About this task »
Repeat the lines below exactly as written, please, from the line with "assets in place" to the line with "fonts (default: true)", both lines included, and no others.

== Segment start ==

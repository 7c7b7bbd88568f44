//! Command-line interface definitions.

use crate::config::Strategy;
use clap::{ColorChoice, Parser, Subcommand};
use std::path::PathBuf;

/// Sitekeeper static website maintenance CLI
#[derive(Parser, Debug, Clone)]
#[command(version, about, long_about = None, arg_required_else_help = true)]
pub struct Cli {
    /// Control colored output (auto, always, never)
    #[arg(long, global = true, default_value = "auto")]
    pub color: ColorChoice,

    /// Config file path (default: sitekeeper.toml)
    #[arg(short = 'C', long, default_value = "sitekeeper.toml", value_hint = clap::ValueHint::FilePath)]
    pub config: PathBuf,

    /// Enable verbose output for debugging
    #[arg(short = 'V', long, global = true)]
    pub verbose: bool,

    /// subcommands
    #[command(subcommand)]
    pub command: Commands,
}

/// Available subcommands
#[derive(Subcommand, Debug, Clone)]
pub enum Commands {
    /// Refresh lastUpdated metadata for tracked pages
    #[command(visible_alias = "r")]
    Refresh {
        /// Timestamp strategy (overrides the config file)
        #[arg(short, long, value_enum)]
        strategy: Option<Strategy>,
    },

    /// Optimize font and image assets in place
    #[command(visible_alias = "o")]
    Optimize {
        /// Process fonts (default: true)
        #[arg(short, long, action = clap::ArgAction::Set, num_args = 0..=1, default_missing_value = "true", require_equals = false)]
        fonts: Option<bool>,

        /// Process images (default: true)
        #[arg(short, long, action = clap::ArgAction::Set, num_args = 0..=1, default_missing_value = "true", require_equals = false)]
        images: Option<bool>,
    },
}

== Segment end ==
== Segment start ==

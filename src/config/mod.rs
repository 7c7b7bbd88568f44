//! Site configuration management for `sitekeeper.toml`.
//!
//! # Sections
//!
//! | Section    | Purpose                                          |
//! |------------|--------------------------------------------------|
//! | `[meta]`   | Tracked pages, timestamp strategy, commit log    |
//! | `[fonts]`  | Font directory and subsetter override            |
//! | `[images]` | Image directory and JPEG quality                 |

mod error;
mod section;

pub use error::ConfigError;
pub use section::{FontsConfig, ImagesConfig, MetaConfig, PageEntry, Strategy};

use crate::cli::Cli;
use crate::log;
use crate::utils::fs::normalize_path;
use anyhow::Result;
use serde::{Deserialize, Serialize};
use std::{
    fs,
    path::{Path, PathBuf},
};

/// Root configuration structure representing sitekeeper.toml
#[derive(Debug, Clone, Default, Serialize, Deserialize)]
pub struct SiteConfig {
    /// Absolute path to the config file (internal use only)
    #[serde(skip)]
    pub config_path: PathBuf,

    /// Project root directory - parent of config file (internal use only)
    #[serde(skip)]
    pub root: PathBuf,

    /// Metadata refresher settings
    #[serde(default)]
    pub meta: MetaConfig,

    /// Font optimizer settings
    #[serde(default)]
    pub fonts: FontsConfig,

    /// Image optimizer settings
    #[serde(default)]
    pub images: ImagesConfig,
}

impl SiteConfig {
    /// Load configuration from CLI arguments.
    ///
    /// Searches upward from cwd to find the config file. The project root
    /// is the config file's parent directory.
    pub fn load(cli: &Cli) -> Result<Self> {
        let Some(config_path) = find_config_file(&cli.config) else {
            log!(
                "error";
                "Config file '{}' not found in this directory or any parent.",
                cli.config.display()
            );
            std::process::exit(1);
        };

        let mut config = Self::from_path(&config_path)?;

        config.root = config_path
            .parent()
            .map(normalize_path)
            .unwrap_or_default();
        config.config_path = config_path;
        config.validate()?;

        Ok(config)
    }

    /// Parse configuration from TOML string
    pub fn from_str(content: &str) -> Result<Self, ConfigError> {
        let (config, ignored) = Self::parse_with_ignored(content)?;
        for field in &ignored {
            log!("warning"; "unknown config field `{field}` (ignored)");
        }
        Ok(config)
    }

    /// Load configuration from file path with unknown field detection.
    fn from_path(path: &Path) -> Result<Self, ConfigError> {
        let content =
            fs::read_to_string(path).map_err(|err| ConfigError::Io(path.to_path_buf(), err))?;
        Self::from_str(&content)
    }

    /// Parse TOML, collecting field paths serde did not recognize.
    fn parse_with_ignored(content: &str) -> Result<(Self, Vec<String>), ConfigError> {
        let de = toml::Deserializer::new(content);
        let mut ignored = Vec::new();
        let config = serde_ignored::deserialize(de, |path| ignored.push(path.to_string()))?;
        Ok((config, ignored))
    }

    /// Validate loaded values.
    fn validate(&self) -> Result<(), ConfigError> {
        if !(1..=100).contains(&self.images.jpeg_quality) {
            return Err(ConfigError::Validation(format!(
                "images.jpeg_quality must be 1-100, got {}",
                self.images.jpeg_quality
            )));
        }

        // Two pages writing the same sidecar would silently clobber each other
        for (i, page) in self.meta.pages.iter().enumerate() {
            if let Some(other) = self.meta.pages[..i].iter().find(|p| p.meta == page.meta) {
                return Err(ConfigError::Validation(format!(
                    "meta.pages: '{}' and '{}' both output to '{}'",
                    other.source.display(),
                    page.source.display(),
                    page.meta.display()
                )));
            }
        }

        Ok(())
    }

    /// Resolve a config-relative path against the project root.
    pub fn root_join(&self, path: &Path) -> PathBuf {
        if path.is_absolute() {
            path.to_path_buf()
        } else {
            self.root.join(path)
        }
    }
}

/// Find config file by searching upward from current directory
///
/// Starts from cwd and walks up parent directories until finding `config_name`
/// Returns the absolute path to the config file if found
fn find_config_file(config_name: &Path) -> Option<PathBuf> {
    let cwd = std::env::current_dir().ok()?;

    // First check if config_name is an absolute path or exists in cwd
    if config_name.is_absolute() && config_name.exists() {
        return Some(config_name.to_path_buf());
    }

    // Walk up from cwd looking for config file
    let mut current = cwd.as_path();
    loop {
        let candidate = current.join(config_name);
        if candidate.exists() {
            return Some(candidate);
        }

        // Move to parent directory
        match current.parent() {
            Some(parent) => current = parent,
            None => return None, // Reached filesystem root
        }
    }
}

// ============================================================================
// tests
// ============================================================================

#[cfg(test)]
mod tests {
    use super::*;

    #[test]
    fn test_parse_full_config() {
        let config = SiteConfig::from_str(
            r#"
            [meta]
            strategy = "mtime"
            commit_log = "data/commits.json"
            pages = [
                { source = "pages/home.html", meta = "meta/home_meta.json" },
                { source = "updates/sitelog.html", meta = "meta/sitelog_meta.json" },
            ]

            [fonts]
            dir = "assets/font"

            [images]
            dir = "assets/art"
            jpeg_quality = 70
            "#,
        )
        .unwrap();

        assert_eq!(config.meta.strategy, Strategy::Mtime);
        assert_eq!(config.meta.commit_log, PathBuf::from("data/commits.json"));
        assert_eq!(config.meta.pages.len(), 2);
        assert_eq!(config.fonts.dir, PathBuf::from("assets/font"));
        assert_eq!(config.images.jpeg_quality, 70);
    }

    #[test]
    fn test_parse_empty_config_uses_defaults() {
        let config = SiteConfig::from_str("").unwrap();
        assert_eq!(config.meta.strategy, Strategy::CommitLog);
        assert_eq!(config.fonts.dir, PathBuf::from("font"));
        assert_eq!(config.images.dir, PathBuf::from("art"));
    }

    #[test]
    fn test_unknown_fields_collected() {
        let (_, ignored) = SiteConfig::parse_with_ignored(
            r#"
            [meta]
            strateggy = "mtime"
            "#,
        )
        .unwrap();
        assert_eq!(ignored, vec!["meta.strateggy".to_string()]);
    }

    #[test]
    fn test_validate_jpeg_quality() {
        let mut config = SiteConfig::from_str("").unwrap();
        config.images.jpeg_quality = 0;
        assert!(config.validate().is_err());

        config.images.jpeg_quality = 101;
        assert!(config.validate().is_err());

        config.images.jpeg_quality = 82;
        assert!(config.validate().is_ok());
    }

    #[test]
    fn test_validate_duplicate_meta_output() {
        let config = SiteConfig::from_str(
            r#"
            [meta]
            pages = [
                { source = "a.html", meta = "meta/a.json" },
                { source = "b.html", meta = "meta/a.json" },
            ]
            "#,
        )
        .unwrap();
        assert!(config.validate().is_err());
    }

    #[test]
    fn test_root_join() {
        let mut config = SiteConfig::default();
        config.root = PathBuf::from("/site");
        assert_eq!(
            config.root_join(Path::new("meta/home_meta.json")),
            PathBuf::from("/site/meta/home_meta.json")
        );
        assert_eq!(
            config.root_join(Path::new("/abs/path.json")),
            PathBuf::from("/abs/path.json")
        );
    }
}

== Segment end ==
== Segment start ==

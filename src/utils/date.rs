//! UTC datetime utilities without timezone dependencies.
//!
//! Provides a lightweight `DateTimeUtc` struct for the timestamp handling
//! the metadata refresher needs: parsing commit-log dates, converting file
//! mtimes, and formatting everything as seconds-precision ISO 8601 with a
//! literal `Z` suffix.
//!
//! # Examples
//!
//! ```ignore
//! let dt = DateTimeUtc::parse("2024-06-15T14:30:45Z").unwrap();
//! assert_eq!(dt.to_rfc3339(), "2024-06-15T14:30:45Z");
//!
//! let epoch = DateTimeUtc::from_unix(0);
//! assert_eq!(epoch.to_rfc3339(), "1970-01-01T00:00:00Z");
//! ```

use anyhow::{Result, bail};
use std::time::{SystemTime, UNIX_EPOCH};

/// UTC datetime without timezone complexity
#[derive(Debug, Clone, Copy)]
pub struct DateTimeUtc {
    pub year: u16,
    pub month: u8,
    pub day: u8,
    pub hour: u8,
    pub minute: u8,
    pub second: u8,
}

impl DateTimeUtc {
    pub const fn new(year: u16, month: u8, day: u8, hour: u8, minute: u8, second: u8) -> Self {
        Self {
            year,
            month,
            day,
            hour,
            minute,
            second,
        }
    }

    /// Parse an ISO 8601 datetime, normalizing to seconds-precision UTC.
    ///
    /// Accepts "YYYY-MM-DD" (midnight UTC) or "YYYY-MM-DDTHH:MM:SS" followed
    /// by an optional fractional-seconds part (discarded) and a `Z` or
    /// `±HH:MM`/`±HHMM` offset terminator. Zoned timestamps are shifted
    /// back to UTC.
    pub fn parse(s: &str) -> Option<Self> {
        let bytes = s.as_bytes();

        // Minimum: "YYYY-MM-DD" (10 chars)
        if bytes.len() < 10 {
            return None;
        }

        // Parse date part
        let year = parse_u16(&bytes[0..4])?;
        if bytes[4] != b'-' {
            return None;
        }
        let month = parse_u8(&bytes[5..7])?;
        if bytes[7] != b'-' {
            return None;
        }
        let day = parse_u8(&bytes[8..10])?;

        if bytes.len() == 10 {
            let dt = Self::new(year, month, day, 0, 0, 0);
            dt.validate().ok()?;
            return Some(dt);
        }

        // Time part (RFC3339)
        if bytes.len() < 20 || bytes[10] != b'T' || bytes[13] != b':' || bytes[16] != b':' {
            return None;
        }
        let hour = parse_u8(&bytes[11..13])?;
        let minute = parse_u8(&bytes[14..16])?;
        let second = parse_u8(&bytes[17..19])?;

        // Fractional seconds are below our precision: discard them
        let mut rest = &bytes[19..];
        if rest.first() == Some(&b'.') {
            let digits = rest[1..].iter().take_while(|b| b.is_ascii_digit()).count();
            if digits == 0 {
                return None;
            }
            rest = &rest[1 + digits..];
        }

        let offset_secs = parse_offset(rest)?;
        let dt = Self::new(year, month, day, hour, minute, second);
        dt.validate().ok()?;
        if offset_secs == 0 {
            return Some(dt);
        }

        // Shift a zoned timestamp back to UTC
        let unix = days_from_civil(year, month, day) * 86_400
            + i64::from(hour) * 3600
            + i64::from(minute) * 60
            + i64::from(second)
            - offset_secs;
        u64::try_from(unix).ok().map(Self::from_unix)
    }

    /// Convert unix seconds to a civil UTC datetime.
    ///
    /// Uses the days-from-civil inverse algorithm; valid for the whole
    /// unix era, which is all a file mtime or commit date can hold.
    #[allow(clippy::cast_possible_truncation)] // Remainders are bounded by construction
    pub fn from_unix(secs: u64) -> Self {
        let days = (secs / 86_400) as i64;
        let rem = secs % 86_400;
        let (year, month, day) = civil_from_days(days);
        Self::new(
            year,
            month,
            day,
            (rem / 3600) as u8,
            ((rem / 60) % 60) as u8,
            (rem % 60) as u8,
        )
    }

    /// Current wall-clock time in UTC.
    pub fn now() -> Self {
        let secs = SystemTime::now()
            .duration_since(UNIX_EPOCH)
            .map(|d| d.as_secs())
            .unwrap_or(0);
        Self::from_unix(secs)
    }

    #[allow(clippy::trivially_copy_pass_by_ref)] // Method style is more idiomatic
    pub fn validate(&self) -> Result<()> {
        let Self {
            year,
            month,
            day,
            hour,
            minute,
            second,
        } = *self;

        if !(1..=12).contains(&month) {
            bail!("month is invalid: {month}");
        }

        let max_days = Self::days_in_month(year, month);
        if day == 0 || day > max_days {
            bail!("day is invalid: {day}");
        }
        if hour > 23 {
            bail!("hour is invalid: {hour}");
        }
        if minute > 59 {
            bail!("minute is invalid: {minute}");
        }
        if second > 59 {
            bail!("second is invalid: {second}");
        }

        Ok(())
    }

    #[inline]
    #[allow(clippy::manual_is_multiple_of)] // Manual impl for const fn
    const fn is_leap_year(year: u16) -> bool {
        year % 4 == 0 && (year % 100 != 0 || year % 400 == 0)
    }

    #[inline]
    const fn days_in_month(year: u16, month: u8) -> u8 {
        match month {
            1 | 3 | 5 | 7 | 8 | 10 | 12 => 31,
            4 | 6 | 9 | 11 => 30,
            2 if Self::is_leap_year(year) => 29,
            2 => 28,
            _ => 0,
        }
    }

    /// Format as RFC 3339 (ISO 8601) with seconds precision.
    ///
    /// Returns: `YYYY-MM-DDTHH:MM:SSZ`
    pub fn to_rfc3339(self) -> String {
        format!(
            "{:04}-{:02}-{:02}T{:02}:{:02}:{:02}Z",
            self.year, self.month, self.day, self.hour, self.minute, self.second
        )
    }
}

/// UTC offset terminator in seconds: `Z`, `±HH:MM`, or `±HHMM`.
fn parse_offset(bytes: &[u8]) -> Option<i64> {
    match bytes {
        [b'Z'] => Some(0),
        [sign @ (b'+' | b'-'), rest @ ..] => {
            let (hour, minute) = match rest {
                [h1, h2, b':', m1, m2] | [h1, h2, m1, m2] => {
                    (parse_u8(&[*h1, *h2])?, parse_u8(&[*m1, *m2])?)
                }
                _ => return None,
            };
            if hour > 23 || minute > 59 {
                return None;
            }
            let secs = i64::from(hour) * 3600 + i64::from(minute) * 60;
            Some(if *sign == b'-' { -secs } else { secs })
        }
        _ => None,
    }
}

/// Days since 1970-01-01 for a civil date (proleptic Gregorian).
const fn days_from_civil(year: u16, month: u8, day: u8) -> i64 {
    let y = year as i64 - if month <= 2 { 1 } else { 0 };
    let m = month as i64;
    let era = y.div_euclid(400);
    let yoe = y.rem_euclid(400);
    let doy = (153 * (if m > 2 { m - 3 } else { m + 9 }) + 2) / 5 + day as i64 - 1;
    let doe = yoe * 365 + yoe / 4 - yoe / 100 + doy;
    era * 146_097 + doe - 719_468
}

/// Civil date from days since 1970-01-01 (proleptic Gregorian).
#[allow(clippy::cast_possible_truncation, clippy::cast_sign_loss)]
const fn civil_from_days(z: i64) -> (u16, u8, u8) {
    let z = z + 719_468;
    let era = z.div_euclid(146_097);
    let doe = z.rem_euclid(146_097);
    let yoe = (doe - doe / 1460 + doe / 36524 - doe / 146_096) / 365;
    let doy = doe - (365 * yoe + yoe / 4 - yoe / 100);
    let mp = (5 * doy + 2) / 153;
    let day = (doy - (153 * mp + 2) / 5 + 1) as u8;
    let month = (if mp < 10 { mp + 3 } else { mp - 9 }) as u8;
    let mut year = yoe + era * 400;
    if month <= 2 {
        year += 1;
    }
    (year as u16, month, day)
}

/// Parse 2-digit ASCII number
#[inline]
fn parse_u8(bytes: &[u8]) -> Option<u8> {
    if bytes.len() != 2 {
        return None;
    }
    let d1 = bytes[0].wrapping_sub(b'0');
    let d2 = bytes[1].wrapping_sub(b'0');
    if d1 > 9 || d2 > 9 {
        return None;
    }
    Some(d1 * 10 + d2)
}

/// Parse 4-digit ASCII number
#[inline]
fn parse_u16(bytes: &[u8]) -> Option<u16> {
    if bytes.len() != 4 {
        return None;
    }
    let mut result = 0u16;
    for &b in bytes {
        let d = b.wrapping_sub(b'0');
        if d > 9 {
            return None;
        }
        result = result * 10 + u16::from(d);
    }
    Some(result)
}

== Segment end ==

Expected answer »
    /// Optimize font and image assets in place
    #[command(visible_alias = "o")]
    Optimize {
        /// Process fonts (default: true)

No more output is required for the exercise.